Stored data entries:

==========

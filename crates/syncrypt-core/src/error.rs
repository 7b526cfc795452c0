use std::path::PathBuf;
use thiserror::Error;

use crate::crypto::CryptoError;
use crate::paths::PathError;

#[derive(Error, Debug)]
pub enum Error {
    #[error("IO error: {0}")]
    Io(#[from] std::io::Error),

    #[error("Configuration error: {0}")]
    Config(#[from] config::ConfigError),

    #[error("Database error: {0}")]
    Database(#[from] rusqlite::Error),

    #[error("Crypto error: {0}")]
    Crypto(#[from] CryptoError),

    #[error("Path error: {0}")]
    Path(#[from] PathError),

    #[error("Failed to create directory {}: {source}", path.display())]
    CreateDirectory {
        path: PathBuf,
        source: std::io::Error,
    },

    #[error("Missing setting: {0}")]
    MissingSetting(&'static str),

    #[error("{0}")]
    Other(String),
}
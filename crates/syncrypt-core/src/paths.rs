use std::fs;
use std::path::{Path, PathBuf};
use thiserror::Error;
use tracing::info;

use crate::error::Error;

/// Suffix appended to every encrypted artifact.
pub const ARTIFACT_EXTENSION: &str = "syncrypt";

#[derive(Error, Debug)]
pub enum PathError {
    #[error("{} is not under {}", path.display(), root.display())]
    OutsideRoot { path: PathBuf, root: PathBuf },

    #[error("{} does not carry the .{} suffix", .0.display(), ARTIFACT_EXTENSION)]
    NotAnArtifact(PathBuf),

    #[error("output root {} lies inside input root {}", output.display(), input.display())]
    OutputInsideInput { output: PathBuf, input: PathBuf },
}

/// Maps paths under `input_root` to their counterparts under `output_root`.
#[derive(Debug, Clone)]
pub struct TreeMapping {
    input_root: PathBuf,
    output_root: PathBuf,
}

impl TreeMapping {
    pub fn new(input_root: impl Into<PathBuf>, output_root: impl Into<PathBuf>) -> Self {
        Self {
            input_root: input_root.into(),
            output_root: output_root.into(),
        }
    }

    pub fn input_root(&self) -> &Path {
        &self.input_root
    }

    pub fn output_root(&self) -> &Path {
        &self.output_root
    }

    /// Same mapping with the input root canonicalized, so it matches the
    /// absolute paths the scanner reports.
    pub fn canonicalized(&self) -> std::io::Result<Self> {
        Ok(Self {
            input_root: fs::canonicalize(&self.input_root)?,
            output_root: self.output_root.clone(),
        })
    }

    /// Fail when the output tree would be scanned as part of the input tree.
    /// The output root need not exist yet.
    pub fn check_disjoint(&self) -> Result<(), Error> {
        let input = fs::canonicalize(&self.input_root)?;
        let output = resolve(&self.output_root)?;
        if output.starts_with(&input) {
            return Err(PathError::OutputInsideInput { output, input }.into());
        }
        Ok(())
    }

    fn relative<'a>(&self, path: &'a Path) -> Result<&'a Path, PathError> {
        path.strip_prefix(&self.input_root)
            .map_err(|_| PathError::OutsideRoot {
                path: path.to_path_buf(),
                root: self.input_root.clone(),
            })
    }

    /// Destination directory mirroring a source directory.
    pub fn mirror_dir(&self, dir: &Path) -> Result<PathBuf, PathError> {
        Ok(self.output_root.join(self.relative(dir)?))
    }

    /// Artifact location for a source file: same relative path, suffix appended.
    pub fn artifact_path(&self, source: &Path) -> Result<PathBuf, PathError> {
        let mut target = self.output_root.join(self.relative(source)?).into_os_string();
        target.push(".");
        target.push(ARTIFACT_EXTENSION);
        Ok(PathBuf::from(target))
    }

    /// Plaintext location for an artifact found under the input root
    /// (decrypt-only passes run with the artifact tree as input).
    pub fn plaintext_path(&self, artifact: &Path) -> Result<PathBuf, PathError> {
        if artifact.extension().map_or(true, |ext| ext != ARTIFACT_EXTENSION) {
            return Err(PathError::NotAnArtifact(artifact.to_path_buf()));
        }
        let relative = self.relative(artifact)?.with_extension("");
        Ok(self.output_root.join(relative))
    }
}

/// Absolute form of `path` with symlinks resolved as far as it exists on disk.
fn resolve(path: &Path) -> std::io::Result<PathBuf> {
    let absolute = if path.is_absolute() {
        path.to_path_buf()
    } else {
        std::env::current_dir()?.join(path)
    };
    let mut missing = Vec::new();
    let mut existing = absolute.as_path();
    loop {
        match fs::canonicalize(existing) {
            Ok(mut resolved) => {
                resolved.extend(missing.iter().rev());
                return Ok(resolved);
            }
            Err(e) => match (existing.parent(), existing.file_name()) {
                (Some(parent), Some(name)) => {
                    missing.push(name.to_os_string());
                    existing = parent;
                }
                _ => return Err(e),
            },
        }
    }
}

/// Create `dir` (and parents) unless it already exists.
pub fn ensure_dir(dir: &Path) -> Result<bool, Error> {
    if dir.is_dir() {
        return Ok(false);
    }
    fs::create_dir_all(dir).map_err(|source| Error::CreateDirectory {
        path: dir.to_path_buf(),
        source,
    })?;
    info!("Created {}", dir.display());
    Ok(true)
}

==========

▸ Exercise brief: Please find all lines of the entries that hold the string "crates" and copy them.

▸ Your response:
filename crates/syncrypt-core/src/error.rs
filename crates/syncrypt-core/src/paths.rs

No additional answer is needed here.